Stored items
——————

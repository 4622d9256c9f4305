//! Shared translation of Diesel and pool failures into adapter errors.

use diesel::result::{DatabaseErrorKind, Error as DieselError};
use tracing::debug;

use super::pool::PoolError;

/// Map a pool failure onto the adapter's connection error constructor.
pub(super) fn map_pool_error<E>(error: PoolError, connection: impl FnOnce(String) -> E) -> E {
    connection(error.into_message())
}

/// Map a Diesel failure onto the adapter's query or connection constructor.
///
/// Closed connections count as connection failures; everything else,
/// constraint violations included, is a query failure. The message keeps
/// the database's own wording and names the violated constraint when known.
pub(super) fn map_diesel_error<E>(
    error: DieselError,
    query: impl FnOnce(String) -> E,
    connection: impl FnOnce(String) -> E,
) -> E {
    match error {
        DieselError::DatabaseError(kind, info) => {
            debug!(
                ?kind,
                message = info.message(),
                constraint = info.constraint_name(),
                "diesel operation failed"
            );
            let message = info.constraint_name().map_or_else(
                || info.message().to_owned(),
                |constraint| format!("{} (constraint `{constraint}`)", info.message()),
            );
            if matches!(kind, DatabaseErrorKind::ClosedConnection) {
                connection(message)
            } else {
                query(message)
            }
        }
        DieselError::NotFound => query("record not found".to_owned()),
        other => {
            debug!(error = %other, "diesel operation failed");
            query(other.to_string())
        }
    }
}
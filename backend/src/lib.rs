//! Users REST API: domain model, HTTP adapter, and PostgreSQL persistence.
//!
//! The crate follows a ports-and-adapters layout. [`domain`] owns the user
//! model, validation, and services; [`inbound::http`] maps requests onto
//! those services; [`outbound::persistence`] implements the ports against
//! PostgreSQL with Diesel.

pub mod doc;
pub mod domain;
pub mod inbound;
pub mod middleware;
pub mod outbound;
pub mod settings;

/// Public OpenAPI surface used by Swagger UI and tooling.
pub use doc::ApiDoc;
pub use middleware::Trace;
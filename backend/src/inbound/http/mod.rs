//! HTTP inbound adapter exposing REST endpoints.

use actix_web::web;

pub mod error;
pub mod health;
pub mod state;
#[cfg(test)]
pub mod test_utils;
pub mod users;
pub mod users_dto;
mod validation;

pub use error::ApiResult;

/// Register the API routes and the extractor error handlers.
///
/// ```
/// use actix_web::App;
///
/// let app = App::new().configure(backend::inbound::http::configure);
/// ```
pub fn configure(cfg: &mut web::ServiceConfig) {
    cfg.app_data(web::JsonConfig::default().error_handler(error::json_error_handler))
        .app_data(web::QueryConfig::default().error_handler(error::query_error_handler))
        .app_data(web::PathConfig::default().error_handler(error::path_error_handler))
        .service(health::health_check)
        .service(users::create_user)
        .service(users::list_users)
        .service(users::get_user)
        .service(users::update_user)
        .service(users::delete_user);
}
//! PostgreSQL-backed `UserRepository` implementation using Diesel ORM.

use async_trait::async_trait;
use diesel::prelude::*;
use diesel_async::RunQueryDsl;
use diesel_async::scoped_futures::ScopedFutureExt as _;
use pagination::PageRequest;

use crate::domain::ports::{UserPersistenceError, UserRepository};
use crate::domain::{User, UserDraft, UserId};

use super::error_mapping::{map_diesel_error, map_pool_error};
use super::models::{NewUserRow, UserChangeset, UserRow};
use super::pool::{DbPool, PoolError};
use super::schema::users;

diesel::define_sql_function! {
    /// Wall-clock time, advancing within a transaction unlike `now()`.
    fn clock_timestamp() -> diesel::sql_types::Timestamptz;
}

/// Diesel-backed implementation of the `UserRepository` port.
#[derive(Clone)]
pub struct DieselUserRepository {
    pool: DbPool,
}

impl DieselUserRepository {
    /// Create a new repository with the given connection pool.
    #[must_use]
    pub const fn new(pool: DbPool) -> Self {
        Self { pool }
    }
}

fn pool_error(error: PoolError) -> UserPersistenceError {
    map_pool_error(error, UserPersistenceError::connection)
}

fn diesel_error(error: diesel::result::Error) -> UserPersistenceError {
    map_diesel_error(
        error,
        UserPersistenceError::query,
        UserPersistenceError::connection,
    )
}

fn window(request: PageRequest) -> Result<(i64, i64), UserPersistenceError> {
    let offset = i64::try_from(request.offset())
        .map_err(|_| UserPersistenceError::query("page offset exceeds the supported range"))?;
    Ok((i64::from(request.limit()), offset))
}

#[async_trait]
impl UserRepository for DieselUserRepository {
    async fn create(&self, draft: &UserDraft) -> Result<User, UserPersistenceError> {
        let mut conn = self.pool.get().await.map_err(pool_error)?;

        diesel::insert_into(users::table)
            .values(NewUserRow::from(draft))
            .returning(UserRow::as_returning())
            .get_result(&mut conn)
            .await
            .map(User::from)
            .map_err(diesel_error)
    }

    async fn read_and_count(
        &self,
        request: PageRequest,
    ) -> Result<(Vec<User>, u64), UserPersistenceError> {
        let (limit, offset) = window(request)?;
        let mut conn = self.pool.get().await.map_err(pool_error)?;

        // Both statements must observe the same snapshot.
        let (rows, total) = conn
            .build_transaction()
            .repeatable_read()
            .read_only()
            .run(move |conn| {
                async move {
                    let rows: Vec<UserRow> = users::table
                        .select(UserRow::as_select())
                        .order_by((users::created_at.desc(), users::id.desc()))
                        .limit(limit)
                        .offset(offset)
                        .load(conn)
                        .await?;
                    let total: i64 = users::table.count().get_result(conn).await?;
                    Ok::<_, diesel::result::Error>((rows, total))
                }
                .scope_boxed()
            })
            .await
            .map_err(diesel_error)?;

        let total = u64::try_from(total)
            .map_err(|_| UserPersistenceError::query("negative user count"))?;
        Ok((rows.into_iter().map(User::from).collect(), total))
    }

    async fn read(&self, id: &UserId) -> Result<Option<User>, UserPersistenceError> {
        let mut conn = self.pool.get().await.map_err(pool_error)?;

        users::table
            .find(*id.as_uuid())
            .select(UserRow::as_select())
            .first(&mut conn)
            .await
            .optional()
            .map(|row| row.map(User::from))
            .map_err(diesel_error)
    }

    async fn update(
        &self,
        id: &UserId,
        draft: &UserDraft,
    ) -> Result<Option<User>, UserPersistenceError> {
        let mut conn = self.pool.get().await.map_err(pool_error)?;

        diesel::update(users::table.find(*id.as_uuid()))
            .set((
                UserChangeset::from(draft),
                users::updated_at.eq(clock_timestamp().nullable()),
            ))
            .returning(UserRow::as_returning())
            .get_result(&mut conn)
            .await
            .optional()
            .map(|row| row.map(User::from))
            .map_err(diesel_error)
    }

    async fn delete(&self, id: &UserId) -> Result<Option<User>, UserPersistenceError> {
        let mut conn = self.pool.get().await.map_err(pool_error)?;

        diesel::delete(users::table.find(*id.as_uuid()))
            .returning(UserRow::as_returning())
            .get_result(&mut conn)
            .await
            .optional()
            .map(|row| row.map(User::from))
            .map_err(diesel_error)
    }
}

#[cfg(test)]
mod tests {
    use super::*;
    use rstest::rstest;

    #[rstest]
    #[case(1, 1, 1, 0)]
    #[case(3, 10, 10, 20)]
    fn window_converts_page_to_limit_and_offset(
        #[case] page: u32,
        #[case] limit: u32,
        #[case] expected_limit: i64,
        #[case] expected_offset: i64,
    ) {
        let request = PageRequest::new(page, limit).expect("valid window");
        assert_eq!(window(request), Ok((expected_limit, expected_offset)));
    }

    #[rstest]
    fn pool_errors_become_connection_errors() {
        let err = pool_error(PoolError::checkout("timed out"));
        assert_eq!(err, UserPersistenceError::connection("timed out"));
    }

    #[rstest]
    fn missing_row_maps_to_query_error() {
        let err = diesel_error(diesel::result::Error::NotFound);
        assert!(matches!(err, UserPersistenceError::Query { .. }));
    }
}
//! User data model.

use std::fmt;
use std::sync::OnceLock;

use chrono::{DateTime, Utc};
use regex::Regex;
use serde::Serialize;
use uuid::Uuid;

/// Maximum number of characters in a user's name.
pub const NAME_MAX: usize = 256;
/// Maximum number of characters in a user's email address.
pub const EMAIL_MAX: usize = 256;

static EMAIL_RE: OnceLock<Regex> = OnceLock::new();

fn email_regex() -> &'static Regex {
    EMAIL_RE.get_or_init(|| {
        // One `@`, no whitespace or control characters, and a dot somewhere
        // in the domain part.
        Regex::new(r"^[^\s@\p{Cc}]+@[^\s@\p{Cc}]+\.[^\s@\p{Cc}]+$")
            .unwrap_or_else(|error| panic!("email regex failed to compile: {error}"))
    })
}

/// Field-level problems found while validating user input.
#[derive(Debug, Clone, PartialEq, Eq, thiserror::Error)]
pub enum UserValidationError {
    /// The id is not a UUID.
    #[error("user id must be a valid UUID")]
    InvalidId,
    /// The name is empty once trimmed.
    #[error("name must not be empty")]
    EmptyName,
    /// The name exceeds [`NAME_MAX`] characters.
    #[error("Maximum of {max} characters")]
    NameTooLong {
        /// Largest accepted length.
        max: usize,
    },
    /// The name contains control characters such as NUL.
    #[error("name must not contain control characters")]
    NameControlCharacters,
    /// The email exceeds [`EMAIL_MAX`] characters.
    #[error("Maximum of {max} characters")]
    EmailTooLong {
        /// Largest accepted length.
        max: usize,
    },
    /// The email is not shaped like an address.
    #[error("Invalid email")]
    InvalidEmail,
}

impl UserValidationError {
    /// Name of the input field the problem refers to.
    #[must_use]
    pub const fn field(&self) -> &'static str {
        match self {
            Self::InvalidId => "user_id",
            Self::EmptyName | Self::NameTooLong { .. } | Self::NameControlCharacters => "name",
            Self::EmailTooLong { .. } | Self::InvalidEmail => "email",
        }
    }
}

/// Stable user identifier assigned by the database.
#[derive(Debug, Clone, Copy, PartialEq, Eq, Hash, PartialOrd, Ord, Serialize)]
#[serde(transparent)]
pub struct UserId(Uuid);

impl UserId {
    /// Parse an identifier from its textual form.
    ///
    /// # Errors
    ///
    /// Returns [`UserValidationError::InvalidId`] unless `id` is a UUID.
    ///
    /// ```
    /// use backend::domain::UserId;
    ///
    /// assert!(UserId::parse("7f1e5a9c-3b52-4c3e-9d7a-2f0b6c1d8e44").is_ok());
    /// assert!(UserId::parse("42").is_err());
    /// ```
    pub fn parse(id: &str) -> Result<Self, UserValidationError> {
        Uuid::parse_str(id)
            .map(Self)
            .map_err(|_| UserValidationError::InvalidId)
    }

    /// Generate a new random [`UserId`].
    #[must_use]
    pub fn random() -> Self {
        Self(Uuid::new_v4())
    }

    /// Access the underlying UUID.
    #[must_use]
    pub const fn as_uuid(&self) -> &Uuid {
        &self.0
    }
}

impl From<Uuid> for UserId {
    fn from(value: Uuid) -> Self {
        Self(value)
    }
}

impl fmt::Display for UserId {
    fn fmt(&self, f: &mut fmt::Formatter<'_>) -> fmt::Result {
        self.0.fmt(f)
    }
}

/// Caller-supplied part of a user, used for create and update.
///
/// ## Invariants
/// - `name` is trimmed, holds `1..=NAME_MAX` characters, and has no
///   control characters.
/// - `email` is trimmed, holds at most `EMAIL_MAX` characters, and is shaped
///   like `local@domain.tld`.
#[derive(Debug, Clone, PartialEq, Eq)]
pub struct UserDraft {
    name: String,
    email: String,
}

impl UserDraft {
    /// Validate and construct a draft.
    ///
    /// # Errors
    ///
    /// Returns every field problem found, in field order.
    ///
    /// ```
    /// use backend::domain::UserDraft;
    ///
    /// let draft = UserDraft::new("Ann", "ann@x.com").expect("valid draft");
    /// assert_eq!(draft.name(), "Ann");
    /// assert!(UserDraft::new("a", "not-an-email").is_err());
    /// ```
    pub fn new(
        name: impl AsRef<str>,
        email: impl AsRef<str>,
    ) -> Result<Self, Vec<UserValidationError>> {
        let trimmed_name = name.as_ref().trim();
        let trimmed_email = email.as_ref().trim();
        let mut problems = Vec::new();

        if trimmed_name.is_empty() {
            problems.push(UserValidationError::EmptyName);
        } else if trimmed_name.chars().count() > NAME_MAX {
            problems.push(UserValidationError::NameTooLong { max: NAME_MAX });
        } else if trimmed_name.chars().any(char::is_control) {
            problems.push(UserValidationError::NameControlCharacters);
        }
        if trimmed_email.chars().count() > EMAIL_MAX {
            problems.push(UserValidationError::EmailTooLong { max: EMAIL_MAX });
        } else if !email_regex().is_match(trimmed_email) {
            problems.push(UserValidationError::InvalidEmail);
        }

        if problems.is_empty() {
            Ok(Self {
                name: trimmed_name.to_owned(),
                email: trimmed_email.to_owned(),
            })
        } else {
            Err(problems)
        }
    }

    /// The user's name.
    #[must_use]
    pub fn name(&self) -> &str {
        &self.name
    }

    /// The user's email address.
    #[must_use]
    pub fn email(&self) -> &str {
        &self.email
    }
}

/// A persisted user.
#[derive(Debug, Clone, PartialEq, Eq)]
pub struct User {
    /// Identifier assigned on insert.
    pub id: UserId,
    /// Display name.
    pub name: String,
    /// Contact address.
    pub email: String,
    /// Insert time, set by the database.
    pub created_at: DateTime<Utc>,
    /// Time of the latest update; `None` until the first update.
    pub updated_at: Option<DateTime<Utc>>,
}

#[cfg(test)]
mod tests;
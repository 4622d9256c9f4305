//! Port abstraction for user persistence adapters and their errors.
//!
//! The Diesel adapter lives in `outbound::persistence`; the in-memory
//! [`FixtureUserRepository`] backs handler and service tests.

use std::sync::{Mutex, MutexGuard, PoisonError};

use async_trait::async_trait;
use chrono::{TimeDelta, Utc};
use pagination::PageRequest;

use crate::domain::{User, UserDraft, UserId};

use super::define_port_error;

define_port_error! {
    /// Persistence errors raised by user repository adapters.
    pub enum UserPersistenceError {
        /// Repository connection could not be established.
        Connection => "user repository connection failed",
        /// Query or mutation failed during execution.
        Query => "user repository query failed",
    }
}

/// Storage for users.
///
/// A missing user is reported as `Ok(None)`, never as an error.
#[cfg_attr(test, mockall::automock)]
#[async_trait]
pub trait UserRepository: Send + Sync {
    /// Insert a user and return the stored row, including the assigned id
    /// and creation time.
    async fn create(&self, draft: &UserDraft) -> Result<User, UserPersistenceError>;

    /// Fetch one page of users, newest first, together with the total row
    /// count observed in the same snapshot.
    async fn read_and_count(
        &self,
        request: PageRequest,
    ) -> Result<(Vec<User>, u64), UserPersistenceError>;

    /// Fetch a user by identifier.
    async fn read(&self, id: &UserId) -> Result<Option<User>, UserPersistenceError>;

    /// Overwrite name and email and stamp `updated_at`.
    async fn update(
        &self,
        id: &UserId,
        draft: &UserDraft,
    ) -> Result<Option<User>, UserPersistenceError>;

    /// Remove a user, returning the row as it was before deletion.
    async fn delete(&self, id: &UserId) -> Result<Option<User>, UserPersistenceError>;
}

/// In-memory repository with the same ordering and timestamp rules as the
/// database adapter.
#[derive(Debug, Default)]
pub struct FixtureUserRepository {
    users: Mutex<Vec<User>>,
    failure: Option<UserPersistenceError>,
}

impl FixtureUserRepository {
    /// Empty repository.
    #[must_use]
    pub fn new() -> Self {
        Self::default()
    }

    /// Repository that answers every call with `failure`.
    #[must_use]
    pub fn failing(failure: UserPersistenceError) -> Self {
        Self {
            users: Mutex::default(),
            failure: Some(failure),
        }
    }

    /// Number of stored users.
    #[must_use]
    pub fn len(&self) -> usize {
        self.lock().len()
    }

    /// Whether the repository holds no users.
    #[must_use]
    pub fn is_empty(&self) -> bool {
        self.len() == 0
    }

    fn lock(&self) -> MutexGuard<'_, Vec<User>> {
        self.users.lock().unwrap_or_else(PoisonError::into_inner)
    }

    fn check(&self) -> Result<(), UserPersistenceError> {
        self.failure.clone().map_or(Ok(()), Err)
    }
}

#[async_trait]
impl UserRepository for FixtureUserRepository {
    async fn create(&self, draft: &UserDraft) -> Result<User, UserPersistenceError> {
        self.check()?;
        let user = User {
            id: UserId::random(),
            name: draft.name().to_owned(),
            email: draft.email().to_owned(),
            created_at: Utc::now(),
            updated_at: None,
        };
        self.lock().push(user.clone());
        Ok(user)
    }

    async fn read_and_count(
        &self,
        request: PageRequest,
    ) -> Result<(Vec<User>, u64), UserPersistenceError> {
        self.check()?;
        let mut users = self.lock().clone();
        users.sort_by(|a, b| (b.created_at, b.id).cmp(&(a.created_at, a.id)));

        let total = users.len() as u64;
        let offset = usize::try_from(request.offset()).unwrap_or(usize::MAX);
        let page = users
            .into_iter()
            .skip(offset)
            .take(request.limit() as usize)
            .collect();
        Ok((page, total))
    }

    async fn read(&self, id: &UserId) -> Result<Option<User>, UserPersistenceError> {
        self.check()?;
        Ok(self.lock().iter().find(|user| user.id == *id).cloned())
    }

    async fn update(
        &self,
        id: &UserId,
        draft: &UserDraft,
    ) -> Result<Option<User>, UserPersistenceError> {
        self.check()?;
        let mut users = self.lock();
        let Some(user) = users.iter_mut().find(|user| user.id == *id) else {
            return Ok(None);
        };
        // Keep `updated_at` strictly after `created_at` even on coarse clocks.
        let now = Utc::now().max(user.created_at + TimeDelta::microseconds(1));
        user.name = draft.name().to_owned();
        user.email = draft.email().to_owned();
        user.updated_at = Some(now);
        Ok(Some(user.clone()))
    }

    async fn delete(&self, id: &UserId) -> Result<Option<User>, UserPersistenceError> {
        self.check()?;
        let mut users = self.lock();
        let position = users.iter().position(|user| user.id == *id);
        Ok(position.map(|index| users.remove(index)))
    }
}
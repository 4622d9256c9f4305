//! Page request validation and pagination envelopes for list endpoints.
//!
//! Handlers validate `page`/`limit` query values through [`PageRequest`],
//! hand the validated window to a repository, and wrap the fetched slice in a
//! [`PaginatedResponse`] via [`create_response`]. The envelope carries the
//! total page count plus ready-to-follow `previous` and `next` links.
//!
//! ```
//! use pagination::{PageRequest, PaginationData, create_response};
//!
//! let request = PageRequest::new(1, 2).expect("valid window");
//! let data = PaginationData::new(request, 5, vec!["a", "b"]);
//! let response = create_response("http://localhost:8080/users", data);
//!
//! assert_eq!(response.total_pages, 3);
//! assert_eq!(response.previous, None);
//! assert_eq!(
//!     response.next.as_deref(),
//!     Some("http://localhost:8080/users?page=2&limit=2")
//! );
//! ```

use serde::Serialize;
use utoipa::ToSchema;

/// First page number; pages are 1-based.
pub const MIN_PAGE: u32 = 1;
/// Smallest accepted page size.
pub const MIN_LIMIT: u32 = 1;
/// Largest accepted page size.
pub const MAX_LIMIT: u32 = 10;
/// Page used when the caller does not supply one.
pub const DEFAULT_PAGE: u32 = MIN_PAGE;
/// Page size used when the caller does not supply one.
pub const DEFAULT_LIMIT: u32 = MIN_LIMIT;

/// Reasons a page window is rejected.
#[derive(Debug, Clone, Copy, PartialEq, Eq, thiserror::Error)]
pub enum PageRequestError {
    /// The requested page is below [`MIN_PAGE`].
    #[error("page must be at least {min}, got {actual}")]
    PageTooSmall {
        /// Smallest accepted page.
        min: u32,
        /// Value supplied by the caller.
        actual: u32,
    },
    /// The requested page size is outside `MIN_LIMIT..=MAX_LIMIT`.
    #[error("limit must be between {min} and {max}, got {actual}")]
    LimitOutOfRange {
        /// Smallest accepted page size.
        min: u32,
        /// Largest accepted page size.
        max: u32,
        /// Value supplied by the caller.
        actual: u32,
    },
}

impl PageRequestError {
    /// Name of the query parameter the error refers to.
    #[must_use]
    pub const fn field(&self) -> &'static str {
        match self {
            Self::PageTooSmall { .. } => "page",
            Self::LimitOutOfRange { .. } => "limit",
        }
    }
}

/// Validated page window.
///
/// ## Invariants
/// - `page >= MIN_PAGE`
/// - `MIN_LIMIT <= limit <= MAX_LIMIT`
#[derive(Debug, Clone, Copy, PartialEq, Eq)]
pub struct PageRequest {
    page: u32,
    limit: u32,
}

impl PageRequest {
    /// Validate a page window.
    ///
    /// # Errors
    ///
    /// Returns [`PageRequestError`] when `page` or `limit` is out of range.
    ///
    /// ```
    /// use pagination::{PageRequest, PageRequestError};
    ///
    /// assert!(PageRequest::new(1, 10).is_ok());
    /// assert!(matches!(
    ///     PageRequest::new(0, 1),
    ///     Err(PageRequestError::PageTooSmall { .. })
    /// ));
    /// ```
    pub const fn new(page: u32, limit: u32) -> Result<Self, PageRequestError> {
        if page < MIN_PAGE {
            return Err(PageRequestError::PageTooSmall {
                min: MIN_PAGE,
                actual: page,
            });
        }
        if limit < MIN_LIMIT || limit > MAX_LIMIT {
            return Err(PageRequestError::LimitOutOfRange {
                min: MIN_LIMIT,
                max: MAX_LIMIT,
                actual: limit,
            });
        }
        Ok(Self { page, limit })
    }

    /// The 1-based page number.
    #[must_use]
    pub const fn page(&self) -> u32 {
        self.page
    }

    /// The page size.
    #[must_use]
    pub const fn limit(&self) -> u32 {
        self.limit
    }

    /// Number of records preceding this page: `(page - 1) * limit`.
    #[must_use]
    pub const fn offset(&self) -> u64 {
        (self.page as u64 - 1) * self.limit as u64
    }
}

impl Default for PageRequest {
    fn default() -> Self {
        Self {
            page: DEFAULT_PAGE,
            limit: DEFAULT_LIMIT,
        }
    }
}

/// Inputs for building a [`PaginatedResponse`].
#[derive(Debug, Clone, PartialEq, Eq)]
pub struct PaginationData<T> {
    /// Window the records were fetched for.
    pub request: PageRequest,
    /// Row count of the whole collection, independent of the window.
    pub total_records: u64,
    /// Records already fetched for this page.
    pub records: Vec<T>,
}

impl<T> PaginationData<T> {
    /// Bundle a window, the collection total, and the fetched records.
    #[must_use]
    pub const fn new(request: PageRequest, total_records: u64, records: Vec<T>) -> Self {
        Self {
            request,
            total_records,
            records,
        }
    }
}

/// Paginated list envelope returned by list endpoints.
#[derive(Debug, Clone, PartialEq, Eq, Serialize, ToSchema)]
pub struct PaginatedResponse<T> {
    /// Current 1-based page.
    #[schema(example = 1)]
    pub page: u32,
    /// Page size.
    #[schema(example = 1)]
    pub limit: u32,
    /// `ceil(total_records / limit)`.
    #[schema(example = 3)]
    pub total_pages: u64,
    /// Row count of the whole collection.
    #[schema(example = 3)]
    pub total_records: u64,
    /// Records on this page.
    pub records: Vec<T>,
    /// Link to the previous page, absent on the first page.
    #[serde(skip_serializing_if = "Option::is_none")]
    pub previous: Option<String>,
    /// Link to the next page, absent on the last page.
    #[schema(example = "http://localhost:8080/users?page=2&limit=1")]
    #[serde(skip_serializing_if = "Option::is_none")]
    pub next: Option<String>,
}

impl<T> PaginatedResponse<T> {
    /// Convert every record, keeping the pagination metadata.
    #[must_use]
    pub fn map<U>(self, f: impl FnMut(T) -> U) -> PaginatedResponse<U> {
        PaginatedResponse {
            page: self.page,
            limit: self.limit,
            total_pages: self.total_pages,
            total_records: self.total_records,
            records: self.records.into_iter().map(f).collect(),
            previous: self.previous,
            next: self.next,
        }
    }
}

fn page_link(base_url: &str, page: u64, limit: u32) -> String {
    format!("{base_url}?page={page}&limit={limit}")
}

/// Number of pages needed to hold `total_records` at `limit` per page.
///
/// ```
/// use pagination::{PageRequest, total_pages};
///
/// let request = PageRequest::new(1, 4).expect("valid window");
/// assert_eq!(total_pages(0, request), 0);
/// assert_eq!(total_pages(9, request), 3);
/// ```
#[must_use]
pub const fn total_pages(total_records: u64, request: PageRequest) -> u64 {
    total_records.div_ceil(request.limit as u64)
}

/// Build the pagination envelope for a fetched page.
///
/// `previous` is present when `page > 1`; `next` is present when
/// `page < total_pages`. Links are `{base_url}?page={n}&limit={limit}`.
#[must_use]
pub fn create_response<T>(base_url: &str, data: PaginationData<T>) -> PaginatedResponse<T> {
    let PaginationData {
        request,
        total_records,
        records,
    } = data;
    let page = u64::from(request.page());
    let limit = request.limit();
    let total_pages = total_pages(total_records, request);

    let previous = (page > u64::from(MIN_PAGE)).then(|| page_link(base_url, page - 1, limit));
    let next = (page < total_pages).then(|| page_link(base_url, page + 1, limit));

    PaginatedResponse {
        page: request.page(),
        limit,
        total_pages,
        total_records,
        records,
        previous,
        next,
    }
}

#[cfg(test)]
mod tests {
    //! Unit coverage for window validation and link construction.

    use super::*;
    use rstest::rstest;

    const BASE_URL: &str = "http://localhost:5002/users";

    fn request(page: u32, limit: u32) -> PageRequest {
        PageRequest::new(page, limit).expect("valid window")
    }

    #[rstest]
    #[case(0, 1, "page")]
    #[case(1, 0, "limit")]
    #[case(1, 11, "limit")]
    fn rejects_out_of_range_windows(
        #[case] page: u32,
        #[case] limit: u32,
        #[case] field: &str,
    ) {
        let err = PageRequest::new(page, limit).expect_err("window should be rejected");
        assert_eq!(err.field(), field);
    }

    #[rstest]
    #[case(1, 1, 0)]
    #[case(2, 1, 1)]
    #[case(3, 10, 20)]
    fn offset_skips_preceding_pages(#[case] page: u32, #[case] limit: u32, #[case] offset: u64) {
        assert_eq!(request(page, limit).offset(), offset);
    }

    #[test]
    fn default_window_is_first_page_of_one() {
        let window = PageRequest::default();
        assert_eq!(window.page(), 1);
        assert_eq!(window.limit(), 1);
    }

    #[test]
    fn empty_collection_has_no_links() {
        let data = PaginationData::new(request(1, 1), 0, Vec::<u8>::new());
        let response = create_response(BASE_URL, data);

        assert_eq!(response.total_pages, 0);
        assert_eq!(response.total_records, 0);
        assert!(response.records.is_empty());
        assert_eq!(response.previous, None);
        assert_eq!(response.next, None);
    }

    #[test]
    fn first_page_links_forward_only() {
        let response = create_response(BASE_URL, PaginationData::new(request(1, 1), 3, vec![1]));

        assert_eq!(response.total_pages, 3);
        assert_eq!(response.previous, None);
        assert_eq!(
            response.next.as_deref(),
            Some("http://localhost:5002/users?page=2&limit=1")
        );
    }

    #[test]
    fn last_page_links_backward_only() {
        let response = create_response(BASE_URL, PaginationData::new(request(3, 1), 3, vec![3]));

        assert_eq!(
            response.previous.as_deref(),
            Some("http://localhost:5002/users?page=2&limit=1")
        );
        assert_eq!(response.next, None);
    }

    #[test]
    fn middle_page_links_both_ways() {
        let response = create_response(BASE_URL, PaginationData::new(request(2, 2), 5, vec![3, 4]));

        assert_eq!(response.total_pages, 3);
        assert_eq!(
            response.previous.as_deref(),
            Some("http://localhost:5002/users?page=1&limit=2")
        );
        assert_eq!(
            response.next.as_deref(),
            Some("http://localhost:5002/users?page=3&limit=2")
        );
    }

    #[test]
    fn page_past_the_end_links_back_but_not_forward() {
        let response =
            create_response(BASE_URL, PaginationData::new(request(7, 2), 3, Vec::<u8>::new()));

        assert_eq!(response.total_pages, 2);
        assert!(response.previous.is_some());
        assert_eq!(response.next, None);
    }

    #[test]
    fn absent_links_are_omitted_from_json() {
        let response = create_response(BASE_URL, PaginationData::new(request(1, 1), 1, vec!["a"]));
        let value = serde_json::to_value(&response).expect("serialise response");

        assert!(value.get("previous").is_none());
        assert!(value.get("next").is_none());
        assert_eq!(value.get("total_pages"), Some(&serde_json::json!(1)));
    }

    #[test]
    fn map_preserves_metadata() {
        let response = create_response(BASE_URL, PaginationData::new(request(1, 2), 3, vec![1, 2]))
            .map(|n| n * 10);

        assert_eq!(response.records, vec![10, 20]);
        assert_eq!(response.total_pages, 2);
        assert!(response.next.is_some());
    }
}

——————

Instructions to follow
Check each line of the data above for the word "position" and say how many lines have it. Give the number alone.

Answer area
2